UK researchers in Queens University Belfast (QUB) have published an article on the implications of a “no deal” Brexit for orphan and paediatric medicines. The research, published in the British Medical Journal (BMJ), stressed that the impending exit of the UK from the EU “would have considerable adverse consequences on pharmaceutical research and development and access in the UK”. According to the comments, “Brexit is currently scheduled to occur on 31 October 2019. Nevertheless, little has been said about the consequences of Brexit for the development of and access to medicines for orphan (rare) diseases and children”. As ophthalmic disorders include orphan and paediatric conditions it is unclear how Brexit will impact on both pharmaceutical industry or academic clinical research.

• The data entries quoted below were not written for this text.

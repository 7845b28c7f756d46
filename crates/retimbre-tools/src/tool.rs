//! The external tool capability.

use crate::error::Result;
use std::collections::BTreeMap;
use std::path::{Path, PathBuf};

/// Named input files and the output path for one tool run.
#[derive(Debug, Clone, PartialEq, Eq)]
pub struct Invocation {
    inputs: BTreeMap<String, PathBuf>,
    output: PathBuf,
}

impl Invocation {
    /// Placeholder name bound to the output path.
    pub const OUTPUT: &'static str = "output";

    pub fn new(output: impl Into<PathBuf>) -> Self {
        Self {
            inputs: BTreeMap::new(),
            output: output.into(),
        }
    }

    /// Bind `name` to `path`.
    pub fn input(mut self, name: impl Into<String>, path: impl Into<PathBuf>) -> Self {
        self.inputs.insert(name.into(), path.into());
        self
    }

    pub fn output(&self) -> &Path {
        &self.output
    }

    /// Path bound to `name`, including `output`.
    pub fn get(&self, name: &str) -> Option<&Path> {
        if name == Self::OUTPUT {
            return Some(&self.output);
        }
        self.inputs.get(name).map(PathBuf::as_path)
    }

    pub fn inputs(&self) -> impl Iterator<Item = (&str, &Path)> {
        self.inputs.iter().map(|(k, v)| (k.as_str(), v.as_path()))
    }
}

/// A process that reads input files and produces one output file.
///
/// Implementations must either leave a non-empty file at
/// [`Invocation::output`] and return its path, or fail.
pub trait ExternalTool {
    /// Short name used in logs and errors.
    fn name(&self) -> &str;

    fn run(&self, invocation: &Invocation) -> Result<PathBuf>;
}

impl<T: ExternalTool + ?Sized> ExternalTool for Box<T> {
    fn name(&self) -> &str {
        (**self).name()
    }

    fn run(&self, invocation: &Invocation) -> Result<PathBuf> {
        (**self).run(invocation)
    }
}

impl<T: ExternalTool + ?Sized> ExternalTool for &T {
    fn name(&self) -> &str {
        (**self).name()
    }

    fn run(&self, invocation: &Invocation) -> Result<PathBuf> {
        (**self).run(invocation)
    }
}
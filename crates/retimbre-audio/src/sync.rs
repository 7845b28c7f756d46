//! Duration synchronization against a reference recording.

use crate::buffer::AudioBuffer;
use crate::error::{Error, Result};
use tracing::debug;

/// A rendered buffer and its copy trimmed to the reference duration.
#[derive(Debug, Clone, PartialEq)]
pub struct Synchronized {
    /// Rendered audio, unmodified
    pub original: AudioBuffer,
    /// At most `floor(reference_duration * sample_rate)` samples of `original`
    pub adjusted: AudioBuffer,
}

/// Trim `rendered` to `reference_duration` seconds.
///
/// A buffer already shorter than the reference is kept whole; silence is
/// never appended.
pub fn synchronize(rendered: AudioBuffer, reference_duration: f64) -> Result<Synchronized> {
    if !reference_duration.is_finite() || reference_duration < 0.0 {
        return Err(Error::InvalidParameter(format!(
            "reference duration must be a non-negative number of seconds, got {}",
            reference_duration
        )));
    }

    let limit = rendered.samples_for(reference_duration);
    let adjusted = rendered.clone().truncated(limit);

    debug!(
        "Synchronized render: {} samples -> {} (reference {:.3}s)",
        rendered.len(),
        adjusted.len(),
        reference_duration
    );

    Ok(Synchronized {
        original: rendered,
        adjusted,
    })
}
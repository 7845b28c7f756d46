//! Pitch transposition with duration correction.
//!
//! A shift by `n` semitones stretches the buffer by `2^(n/12)` and resamples
//! it back by the inverse ratio, which raises or lowers every partial by the
//! same factor. Rounding in both steps leaves a small length drift; when it
//! exceeds [`DRIFT_TOLERANCE_SECS`] a single corrective stretch is applied.
//! The corrected length is not re-checked.

use crate::buffer::AudioBuffer;
use crate::error::{Error, Result};
use crate::resample::{resample_by, ResampleQuality};
use crate::time_stretch::{time_stretch, FftSize, TimeStretchParams};
use tracing::{debug, info};

/// Largest shift accepted in either direction (two octaves).
pub const MAX_STEPS: i32 = 24;

/// Duration mismatch tolerated before a corrective stretch.
pub const DRIFT_TOLERANCE_SECS: f64 = 0.01;

/// Frequency ratio of `steps` equal-tempered semitones.
#[inline]
pub fn semitone_ratio(steps: i32) -> f64 {
    2.0_f64.powf(steps as f64 / 12.0)
}

/// Pitch shifter with a fixed vocoder and resampler configuration.
#[derive(Debug, Clone, Copy, Default, PartialEq, Eq)]
pub struct Transposer {
    fft_size: FftSize,
    quality: ResampleQuality,
}

impl Transposer {
    pub fn new() -> Self {
        Self::default()
    }

    pub fn fft_size(mut self, fft_size: FftSize) -> Self {
        self.fft_size = fft_size;
        self
    }

    pub fn resample_quality(mut self, quality: ResampleQuality) -> Self {
        self.quality = quality;
        self
    }

    /// Shift pitch by `steps` semitones. Duration is approximately kept.
    pub fn pitch_shift(&self, buffer: &AudioBuffer, steps: i32) -> Result<AudioBuffer> {
        validate_steps(steps)?;

        let ratio = semitone_ratio(steps);
        let params = TimeStretchParams::new()
            .stretch_factor(ratio)
            .fft_size(self.fft_size);
        let stretched = time_stretch(buffer, &params);
        let samples = resample_by(stretched.samples(), 1.0 / ratio, self.quality)?;

        AudioBuffer::new(samples, buffer.sample_rate())
    }

    /// Shift `reference` by `steps` semitones and match its duration.
    ///
    /// The result is peak-normalized.
    pub fn transpose(&self, reference: &AudioBuffer, steps: i32) -> Result<AudioBuffer> {
        validate_steps(steps)?;

        let reference_duration = reference.duration();
        let shifted = self.pitch_shift(reference, steps)?;
        let shifted_duration = shifted.duration();
        let drift = reference_duration - shifted_duration;

        let corrected = if drift.abs() > DRIFT_TOLERANCE_SECS && shifted_duration > 0.0 {
            let factor = reference_duration / shifted_duration;
            debug!(
                "Correcting duration drift of {:.4}s (stretch {:.5})",
                drift, factor
            );
            let params = TimeStretchParams::new()
                .stretch_factor(factor)
                .fft_size(self.fft_size);
            time_stretch(&shifted, &params)
        } else {
            shifted
        };

        info!(
            "Transposed {:+} semitones: {:.3}s -> {:.3}s",
            steps,
            reference_duration,
            corrected.duration()
        );

        Ok(corrected.normalized())
    }
}

/// Shift `reference` by `steps` semitones with the default configuration.
pub fn transpose(reference: &AudioBuffer, steps: i32) -> Result<AudioBuffer> {
    Transposer::new().transpose(reference, steps)
}

fn validate_steps(steps: i32) -> Result<()> {
    if (-MAX_STEPS..=MAX_STEPS).contains(&steps) {
        Ok(())
    } else {
        Err(Error::InvalidParameter(format!(
            "steps must be within ±{}, got {}",
            MAX_STEPS, steps
        )))
    }
}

If the UK Withdrawal Act is ratified by October 31, then an amendment of the Human Medicines Regulations 2012 (2012 Regulations) will provide orphan and paediatric medicines legislation to apply in the UK, at least until the end of the transition period. However, if the Withdrawal Act is rejected by Oct 31 and the UK leaves the EU without a deal, then the Human Medicines Regulations 2012 (2012 Regulations) may not be in force in the UK so an orphan product, for example, may not have certain marketing authorisations. As marketing authorisations are submitted by commercial entities, most pharmaceutical organisations will prioritize the bigger markets – USA, followed by the EU, and then perhaps the UK. according to commercial decisions independent of the UK, or of any government. As a result, new orphan and paediatric products will reach the UK market at a much later stage than the present.
Concluding in the commentary, the authors state that “as we have indicated, a “no deal” Brexit is not likely to yield any advantage for the development of and access to orphan and paediatric medicines. Consequently, in the case of “no deal,” some of the most vulnerable in society risk finding it harder to access the best medicines available”.